* **DESCRIPTION OF THE TASK**: Go over the entries and report the lines where the word "static" occurs.

++++++++++

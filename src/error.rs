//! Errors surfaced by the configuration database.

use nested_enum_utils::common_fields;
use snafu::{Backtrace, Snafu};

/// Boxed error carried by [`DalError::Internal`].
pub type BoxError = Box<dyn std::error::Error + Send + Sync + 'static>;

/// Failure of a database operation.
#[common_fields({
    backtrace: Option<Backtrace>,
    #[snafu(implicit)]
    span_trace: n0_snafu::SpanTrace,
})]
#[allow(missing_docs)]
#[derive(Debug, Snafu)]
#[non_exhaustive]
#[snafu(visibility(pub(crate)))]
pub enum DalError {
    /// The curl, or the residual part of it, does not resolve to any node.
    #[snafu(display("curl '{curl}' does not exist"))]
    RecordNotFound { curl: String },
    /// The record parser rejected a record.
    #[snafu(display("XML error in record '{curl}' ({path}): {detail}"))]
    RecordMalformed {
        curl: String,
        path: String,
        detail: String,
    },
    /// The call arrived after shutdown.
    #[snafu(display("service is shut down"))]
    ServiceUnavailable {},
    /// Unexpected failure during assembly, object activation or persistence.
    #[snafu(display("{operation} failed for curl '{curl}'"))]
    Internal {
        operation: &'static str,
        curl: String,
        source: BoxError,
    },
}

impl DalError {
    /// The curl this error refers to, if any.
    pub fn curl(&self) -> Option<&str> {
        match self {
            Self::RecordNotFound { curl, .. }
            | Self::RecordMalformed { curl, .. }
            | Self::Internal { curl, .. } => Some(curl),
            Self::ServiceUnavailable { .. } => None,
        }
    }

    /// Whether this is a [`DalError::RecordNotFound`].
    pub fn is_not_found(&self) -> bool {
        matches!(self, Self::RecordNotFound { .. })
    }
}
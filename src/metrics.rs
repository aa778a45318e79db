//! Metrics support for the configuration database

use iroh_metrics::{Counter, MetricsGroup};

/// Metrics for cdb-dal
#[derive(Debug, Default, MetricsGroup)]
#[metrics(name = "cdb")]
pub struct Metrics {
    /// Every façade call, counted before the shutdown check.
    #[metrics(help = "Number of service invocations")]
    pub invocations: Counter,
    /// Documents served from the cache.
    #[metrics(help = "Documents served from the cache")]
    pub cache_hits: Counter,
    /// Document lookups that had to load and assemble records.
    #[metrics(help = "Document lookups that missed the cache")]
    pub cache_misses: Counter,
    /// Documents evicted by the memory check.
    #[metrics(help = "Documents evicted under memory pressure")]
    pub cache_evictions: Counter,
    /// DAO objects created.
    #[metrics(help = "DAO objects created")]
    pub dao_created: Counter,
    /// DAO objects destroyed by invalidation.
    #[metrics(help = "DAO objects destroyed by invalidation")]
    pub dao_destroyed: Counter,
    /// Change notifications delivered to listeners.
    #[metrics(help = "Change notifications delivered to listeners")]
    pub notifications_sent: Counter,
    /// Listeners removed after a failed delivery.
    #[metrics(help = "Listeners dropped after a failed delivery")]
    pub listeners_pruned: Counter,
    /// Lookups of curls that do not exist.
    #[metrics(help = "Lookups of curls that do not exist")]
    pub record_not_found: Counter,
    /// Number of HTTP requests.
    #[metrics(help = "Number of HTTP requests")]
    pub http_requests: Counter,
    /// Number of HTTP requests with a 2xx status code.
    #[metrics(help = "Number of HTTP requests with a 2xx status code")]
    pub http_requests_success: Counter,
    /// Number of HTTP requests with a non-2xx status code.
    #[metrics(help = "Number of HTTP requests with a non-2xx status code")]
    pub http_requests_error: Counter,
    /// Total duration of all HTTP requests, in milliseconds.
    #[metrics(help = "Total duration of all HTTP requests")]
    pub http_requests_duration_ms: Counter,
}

++++++++++

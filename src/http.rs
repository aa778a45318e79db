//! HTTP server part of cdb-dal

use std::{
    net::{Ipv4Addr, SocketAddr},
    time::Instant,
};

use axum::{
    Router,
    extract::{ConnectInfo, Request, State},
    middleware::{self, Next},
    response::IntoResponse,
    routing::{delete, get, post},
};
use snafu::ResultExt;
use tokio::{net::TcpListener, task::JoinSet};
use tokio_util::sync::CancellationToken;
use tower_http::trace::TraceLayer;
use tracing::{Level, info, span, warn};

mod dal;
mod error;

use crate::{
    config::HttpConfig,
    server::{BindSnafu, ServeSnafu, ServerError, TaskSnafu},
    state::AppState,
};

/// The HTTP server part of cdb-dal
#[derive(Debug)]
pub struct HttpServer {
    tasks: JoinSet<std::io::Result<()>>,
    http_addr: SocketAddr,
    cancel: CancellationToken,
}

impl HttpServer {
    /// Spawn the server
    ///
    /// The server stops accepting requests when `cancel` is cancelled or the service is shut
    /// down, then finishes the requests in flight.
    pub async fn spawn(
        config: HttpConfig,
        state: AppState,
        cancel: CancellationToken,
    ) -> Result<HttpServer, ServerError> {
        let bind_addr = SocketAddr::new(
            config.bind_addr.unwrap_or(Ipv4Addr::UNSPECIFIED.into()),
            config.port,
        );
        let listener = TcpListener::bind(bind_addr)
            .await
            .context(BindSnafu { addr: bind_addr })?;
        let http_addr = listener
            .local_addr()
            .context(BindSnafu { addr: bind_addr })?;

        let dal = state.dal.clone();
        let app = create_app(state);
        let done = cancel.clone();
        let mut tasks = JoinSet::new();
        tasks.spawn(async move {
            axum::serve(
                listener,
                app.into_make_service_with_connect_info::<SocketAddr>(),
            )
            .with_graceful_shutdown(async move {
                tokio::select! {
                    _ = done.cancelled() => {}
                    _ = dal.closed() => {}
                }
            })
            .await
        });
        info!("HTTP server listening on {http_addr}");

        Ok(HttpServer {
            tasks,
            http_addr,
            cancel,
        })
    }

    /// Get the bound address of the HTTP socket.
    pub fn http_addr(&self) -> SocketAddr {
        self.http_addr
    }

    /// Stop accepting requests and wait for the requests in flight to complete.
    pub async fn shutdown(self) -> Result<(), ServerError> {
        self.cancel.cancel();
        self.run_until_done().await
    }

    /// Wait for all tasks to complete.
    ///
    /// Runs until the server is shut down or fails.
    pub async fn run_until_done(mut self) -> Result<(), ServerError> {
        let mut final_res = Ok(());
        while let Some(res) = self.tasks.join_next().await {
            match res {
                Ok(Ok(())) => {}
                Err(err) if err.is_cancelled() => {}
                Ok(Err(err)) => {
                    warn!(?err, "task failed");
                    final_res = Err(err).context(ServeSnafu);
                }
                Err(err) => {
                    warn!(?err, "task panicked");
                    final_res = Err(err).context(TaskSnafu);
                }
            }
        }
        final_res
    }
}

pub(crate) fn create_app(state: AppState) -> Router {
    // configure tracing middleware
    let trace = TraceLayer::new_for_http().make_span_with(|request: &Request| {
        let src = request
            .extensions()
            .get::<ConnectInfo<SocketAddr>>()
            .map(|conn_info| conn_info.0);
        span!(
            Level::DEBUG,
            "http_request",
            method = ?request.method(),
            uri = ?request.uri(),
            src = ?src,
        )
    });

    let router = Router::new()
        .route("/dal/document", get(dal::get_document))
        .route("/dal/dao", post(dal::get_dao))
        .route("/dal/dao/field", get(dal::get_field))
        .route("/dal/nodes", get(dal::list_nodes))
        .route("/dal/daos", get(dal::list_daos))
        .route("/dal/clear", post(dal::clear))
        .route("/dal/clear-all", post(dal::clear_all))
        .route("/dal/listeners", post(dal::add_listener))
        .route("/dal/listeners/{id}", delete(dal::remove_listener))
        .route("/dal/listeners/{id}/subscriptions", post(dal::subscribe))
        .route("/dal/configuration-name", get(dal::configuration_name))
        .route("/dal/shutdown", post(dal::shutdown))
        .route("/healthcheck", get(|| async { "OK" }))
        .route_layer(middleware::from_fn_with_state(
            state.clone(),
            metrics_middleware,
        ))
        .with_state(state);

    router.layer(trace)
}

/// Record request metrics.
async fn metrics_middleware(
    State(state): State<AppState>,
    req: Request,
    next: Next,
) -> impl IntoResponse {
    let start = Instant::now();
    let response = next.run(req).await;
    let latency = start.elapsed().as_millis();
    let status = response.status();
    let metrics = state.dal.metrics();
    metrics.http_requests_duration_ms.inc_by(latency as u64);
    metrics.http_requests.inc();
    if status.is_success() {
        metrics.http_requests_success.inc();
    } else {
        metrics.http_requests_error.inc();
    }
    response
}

++++++++++

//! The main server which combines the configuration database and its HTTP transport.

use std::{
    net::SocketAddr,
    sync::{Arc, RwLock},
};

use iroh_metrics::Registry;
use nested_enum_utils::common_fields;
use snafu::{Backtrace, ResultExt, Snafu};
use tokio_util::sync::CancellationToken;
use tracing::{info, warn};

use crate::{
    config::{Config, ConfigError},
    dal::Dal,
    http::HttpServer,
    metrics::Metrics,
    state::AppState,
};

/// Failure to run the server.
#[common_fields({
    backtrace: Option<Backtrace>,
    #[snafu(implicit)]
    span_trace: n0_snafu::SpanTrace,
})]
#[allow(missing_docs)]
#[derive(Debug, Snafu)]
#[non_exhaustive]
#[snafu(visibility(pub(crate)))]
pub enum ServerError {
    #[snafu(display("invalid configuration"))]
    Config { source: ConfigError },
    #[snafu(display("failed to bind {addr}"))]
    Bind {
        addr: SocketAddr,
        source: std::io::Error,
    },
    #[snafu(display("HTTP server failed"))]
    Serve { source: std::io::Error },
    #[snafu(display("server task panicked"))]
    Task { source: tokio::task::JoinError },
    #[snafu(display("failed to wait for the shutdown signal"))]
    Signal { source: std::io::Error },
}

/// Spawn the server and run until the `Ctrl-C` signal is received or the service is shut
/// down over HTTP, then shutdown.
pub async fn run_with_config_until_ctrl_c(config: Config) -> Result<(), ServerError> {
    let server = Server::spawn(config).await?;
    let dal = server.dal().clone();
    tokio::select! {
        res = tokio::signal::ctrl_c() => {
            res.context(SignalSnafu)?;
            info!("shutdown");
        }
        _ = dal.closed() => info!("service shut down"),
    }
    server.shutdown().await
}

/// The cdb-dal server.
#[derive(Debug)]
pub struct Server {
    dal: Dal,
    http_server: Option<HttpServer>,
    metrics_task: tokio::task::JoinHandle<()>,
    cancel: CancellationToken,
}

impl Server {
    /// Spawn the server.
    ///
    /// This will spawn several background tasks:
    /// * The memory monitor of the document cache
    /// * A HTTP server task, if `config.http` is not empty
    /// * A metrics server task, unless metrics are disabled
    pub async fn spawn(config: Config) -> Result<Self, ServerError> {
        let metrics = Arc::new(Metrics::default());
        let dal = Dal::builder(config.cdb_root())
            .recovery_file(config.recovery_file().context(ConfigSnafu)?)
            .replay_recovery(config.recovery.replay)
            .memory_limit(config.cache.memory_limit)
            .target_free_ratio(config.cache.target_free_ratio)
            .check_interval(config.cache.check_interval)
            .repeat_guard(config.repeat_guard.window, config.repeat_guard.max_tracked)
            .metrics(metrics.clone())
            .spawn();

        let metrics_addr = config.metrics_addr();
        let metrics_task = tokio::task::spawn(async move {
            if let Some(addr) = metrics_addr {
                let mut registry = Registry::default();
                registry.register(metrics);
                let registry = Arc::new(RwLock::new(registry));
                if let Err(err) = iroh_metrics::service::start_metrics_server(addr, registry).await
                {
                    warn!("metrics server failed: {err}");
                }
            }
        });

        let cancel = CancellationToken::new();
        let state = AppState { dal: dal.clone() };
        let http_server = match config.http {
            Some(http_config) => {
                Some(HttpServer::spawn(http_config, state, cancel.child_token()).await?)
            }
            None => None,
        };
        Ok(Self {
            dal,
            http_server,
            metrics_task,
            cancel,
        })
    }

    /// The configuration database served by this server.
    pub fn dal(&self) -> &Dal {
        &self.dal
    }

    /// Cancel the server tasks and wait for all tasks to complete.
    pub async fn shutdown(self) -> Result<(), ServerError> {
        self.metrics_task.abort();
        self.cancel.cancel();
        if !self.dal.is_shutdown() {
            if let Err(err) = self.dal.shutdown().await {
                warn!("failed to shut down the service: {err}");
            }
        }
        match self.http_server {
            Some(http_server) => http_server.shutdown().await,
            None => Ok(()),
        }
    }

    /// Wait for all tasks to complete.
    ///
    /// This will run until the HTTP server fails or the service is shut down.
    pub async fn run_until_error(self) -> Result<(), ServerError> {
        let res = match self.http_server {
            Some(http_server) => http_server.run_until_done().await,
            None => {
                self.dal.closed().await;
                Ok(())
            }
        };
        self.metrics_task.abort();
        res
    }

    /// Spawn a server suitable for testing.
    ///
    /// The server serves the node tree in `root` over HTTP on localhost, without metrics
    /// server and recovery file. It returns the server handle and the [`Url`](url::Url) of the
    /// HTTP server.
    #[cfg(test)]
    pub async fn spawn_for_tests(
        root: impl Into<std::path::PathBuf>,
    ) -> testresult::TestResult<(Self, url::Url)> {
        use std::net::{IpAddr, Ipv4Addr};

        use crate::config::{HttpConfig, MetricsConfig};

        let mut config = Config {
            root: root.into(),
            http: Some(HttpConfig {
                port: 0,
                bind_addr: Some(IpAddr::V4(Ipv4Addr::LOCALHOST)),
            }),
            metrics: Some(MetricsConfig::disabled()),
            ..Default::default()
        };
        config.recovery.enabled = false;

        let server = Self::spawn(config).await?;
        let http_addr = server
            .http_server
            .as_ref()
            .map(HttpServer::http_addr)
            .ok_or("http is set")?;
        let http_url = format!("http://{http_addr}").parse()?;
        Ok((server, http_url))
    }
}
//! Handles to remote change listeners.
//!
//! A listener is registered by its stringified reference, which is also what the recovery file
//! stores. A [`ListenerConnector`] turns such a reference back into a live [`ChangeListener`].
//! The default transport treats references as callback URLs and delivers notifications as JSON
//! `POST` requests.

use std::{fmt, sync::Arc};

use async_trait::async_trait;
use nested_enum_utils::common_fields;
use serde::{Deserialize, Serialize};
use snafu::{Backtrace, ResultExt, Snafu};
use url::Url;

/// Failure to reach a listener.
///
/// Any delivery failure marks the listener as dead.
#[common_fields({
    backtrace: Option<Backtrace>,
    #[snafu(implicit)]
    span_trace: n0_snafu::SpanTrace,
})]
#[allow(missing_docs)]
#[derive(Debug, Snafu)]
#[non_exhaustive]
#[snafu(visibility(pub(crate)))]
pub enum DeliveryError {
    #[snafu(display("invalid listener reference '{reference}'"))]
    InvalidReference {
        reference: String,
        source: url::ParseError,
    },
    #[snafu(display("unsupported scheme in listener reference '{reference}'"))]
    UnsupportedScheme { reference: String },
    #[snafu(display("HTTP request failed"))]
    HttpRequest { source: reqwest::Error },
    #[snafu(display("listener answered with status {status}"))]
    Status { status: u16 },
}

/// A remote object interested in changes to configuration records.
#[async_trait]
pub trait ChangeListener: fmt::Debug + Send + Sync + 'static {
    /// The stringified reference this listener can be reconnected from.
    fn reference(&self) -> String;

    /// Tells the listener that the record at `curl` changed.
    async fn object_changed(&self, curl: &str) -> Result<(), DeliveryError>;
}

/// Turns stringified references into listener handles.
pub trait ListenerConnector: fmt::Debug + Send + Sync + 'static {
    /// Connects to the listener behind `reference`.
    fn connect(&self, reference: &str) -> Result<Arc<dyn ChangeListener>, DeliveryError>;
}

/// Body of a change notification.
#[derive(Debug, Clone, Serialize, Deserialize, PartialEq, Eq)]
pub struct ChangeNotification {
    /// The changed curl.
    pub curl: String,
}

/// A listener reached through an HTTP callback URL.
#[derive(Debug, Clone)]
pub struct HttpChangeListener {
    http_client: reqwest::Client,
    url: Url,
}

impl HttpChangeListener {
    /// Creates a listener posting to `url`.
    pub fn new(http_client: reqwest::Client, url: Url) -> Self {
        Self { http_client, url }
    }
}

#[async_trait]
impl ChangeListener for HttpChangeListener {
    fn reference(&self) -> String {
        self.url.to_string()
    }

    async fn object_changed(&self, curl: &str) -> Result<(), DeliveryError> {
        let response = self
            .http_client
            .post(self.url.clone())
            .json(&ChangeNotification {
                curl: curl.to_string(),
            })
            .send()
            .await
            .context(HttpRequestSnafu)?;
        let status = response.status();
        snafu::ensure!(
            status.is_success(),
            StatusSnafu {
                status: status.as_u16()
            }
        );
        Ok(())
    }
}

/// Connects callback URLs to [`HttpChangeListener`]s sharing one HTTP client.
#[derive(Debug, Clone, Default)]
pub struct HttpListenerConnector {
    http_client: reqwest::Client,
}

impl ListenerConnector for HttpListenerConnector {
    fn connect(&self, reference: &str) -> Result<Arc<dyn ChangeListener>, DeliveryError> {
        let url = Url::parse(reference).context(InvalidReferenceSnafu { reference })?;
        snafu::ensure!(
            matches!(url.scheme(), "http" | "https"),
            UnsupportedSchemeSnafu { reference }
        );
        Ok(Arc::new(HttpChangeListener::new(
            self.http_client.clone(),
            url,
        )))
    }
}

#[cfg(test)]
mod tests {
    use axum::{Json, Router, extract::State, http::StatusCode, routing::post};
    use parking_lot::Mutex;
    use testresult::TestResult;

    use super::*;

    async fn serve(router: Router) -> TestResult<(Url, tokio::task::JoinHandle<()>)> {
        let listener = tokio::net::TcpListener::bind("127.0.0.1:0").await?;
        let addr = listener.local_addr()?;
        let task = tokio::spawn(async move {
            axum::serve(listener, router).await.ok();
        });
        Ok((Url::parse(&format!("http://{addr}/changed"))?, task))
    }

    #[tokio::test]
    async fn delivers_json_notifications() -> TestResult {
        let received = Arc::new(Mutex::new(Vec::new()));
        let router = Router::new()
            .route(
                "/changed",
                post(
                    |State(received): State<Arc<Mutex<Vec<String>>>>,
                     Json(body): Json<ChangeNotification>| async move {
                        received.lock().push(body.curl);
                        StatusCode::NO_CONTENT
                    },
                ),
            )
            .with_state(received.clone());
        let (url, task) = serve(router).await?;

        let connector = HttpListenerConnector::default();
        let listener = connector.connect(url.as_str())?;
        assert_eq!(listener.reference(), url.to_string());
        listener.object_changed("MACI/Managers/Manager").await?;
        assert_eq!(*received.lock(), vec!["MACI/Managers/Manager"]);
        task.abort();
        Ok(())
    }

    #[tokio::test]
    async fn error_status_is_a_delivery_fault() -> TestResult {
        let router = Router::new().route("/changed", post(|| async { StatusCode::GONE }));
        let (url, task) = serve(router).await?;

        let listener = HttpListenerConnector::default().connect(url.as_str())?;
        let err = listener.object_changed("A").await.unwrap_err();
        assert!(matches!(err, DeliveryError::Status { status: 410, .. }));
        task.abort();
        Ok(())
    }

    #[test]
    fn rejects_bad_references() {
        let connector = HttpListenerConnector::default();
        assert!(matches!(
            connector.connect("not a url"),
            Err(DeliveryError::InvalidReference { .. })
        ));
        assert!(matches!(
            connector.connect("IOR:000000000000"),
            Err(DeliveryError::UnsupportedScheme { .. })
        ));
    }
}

++++++++++

* **EXERCISE OUTPUT**:
pub type BoxError = Box<dyn std::error::Error + Send + Sync + 'static>;
        operation: &'static str,
pub trait ChangeListener: fmt::Debug + Send + Sync + 'static {
pub trait ListenerConnector: fmt::Debug + Send + Sync + 'static {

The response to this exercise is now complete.